─── Data records

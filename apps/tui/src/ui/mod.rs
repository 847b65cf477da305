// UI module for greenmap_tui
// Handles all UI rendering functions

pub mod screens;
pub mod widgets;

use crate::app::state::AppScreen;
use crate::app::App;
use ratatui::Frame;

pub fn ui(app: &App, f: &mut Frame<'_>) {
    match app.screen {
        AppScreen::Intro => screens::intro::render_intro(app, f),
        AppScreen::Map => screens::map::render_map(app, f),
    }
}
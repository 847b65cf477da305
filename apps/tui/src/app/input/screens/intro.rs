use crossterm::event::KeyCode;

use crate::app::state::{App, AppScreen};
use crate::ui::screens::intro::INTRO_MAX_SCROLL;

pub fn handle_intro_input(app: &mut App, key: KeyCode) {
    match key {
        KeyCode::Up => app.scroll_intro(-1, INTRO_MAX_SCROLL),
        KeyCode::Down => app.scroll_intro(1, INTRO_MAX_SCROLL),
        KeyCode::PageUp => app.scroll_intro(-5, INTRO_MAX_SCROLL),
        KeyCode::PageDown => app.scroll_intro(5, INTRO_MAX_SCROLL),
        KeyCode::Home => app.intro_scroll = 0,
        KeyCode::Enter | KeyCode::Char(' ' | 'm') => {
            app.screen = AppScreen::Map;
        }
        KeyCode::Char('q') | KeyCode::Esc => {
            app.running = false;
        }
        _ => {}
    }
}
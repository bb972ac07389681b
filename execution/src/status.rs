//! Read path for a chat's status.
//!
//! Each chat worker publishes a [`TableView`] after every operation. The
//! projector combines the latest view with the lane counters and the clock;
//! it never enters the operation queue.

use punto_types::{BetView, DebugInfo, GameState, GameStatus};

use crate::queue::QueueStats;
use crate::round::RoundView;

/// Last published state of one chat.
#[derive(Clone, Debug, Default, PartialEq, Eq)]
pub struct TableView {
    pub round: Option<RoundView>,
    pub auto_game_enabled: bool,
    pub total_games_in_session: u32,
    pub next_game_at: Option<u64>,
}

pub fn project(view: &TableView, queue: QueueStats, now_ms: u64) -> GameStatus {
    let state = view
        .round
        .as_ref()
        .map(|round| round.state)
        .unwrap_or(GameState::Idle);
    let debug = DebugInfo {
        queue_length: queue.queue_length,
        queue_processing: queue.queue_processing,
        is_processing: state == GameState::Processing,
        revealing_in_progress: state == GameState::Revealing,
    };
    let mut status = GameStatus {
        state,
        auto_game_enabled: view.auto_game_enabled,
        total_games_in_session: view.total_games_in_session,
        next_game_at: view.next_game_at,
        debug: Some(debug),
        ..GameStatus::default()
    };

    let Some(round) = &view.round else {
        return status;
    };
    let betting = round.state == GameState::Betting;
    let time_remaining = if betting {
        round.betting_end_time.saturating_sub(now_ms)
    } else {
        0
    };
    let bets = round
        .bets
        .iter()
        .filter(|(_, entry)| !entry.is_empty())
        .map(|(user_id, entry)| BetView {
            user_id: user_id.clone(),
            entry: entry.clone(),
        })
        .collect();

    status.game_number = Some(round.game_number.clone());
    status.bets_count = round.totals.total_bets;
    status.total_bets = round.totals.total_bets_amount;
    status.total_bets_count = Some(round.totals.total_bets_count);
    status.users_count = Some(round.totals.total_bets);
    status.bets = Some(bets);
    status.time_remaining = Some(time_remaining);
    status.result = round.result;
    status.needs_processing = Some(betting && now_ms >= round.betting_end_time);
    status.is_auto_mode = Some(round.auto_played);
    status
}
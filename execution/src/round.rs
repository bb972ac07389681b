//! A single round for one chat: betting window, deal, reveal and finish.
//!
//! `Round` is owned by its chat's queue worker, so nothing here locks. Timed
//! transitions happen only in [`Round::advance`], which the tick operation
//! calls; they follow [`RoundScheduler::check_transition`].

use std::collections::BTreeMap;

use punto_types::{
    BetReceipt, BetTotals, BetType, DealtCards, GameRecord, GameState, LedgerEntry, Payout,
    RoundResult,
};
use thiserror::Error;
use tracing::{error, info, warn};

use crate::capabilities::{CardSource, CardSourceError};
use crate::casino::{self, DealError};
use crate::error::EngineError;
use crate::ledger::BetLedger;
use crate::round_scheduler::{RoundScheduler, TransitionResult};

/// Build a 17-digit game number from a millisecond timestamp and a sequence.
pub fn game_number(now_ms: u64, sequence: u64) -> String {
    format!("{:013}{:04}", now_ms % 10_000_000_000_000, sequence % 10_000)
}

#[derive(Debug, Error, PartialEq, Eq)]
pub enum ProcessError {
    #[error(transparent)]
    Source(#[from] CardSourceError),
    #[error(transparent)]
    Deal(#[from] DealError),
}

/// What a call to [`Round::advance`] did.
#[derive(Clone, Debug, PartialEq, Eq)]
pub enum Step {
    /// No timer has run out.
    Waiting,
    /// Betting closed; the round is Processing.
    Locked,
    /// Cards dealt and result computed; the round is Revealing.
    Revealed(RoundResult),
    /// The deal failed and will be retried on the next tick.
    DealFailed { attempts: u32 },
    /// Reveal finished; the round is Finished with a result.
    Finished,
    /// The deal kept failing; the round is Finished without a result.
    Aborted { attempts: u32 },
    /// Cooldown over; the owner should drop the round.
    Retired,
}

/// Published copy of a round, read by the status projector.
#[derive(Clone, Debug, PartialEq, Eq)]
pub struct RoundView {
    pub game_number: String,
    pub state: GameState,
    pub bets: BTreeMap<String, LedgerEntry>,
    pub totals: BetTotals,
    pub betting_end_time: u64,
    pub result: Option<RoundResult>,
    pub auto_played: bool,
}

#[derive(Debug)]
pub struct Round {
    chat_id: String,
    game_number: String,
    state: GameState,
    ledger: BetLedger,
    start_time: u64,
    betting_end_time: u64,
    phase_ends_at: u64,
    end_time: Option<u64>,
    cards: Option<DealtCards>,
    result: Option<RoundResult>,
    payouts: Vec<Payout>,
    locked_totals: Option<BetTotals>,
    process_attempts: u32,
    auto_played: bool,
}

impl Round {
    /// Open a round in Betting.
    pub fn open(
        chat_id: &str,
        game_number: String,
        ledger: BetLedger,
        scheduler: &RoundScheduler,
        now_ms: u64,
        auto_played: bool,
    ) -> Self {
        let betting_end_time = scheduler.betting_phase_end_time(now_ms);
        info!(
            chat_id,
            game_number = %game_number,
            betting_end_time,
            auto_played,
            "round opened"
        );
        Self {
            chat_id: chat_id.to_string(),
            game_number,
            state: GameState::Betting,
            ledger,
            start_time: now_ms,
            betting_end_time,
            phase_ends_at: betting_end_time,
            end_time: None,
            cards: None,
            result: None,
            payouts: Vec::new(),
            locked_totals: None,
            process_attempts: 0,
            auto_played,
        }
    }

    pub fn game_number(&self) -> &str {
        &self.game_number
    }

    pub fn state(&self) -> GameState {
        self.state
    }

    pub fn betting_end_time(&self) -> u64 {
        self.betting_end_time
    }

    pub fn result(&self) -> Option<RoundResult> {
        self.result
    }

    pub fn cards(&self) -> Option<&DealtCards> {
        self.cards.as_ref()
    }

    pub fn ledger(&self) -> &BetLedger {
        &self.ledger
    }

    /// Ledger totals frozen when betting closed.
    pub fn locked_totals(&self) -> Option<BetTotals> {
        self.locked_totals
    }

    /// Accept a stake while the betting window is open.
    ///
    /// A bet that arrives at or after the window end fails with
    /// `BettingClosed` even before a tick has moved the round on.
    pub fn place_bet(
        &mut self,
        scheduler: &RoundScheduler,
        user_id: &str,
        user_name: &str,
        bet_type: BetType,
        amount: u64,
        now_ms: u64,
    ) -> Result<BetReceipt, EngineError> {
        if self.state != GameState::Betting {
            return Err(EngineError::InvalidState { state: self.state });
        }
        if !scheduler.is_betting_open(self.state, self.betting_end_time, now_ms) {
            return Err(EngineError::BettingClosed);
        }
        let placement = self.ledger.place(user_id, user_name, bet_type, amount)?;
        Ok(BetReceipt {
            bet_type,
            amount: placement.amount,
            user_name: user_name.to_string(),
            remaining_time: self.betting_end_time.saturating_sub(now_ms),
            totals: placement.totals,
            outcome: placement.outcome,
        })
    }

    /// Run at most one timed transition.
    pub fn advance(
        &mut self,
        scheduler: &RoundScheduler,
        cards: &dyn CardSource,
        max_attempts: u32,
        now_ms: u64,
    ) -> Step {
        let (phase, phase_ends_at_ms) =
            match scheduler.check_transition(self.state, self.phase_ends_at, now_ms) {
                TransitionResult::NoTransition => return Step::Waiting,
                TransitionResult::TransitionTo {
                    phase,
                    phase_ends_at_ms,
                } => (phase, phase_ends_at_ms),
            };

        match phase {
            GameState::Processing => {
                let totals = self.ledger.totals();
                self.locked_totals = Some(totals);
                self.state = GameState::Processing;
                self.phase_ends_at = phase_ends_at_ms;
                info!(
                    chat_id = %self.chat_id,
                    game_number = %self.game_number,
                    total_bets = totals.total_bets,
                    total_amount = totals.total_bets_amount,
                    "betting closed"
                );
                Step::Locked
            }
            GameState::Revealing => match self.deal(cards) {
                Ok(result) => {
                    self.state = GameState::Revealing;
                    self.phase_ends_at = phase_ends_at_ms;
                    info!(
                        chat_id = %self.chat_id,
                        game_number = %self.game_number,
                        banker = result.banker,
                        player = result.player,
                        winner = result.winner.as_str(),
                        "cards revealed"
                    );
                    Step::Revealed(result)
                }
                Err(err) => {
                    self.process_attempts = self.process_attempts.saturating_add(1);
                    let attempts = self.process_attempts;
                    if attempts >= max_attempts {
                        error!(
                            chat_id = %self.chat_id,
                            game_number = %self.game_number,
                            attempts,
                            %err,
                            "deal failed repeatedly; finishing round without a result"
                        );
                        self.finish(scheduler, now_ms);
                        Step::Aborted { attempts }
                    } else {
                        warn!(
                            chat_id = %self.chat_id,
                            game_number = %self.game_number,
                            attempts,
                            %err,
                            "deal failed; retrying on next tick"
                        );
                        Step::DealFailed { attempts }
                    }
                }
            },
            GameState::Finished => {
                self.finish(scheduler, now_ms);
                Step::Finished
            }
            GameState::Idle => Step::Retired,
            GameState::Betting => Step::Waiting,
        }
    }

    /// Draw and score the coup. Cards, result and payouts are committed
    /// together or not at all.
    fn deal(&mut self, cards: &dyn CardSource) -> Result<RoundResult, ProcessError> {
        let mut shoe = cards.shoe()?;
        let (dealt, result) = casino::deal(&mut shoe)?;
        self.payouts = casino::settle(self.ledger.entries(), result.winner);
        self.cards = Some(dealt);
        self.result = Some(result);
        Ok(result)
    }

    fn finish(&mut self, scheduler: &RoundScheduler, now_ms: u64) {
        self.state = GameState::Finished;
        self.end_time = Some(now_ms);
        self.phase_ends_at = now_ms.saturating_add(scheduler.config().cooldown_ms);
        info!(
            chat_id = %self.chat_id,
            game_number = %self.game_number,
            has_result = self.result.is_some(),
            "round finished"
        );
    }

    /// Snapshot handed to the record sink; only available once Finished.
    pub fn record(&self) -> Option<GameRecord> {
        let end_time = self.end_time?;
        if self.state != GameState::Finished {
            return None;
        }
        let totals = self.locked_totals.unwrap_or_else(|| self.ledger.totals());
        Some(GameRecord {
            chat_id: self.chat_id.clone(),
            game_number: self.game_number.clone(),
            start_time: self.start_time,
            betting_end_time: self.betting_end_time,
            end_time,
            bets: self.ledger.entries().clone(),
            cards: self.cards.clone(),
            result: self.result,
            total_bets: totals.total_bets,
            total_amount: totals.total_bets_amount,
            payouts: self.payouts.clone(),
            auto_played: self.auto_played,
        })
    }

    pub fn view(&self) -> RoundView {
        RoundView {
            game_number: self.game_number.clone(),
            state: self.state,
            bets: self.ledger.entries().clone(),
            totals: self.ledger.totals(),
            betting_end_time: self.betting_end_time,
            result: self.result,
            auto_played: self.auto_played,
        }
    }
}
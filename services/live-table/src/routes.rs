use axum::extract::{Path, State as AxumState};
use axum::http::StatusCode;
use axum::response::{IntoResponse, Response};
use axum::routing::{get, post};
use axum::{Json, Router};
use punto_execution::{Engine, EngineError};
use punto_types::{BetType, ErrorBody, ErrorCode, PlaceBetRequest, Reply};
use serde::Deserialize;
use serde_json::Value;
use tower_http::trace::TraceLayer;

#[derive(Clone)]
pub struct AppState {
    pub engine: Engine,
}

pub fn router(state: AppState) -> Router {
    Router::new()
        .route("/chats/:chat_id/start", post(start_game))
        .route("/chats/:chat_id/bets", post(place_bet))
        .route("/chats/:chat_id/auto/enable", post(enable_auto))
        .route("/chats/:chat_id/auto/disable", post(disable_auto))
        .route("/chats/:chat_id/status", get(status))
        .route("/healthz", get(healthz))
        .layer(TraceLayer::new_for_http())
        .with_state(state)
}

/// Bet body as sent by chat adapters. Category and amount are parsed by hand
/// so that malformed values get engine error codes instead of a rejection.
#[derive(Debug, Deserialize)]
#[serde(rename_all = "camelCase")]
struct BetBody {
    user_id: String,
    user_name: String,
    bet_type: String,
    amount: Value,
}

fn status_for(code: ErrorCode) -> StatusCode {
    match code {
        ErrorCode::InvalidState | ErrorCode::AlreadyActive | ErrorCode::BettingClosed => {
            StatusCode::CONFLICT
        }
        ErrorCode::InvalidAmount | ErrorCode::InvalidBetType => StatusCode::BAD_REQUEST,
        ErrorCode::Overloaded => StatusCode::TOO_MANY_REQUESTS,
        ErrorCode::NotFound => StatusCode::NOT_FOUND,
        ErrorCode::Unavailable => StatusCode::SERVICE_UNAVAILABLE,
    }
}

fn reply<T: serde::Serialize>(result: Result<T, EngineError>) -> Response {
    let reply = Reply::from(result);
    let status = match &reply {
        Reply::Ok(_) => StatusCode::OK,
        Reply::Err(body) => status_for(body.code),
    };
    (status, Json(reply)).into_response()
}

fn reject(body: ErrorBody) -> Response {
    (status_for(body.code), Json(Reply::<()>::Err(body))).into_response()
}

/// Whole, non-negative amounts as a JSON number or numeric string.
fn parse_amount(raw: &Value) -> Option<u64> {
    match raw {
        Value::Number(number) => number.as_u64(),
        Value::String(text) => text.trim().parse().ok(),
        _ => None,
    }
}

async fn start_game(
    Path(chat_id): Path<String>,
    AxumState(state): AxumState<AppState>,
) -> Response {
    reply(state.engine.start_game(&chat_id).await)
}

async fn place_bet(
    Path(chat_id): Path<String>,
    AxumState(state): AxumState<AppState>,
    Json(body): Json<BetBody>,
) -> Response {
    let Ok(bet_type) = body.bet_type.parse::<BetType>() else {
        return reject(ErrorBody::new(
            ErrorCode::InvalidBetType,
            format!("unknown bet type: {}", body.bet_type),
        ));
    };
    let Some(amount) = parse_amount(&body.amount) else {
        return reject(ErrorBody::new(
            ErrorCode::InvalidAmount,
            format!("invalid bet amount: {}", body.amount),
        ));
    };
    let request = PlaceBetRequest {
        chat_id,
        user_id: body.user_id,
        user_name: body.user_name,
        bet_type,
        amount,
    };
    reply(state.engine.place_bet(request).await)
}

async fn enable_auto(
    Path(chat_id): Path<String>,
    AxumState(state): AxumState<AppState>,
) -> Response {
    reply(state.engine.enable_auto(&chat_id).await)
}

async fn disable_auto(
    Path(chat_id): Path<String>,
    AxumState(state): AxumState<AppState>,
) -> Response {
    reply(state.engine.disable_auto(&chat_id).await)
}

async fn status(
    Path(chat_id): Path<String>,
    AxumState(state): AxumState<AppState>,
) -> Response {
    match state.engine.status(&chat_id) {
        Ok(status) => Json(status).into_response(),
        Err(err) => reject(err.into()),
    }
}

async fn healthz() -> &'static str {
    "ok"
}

──────

What is required
Find the word "GameStatus" in the records. Copy every line it appears in.

Written response
use punto_types::{BetView, DebugInfo, GameState, GameStatus};
pub fn project(view: &TableView, queue: QueueStats, now_ms: u64) -> GameStatus {
    let mut status = GameStatus {
        ..GameStatus::default()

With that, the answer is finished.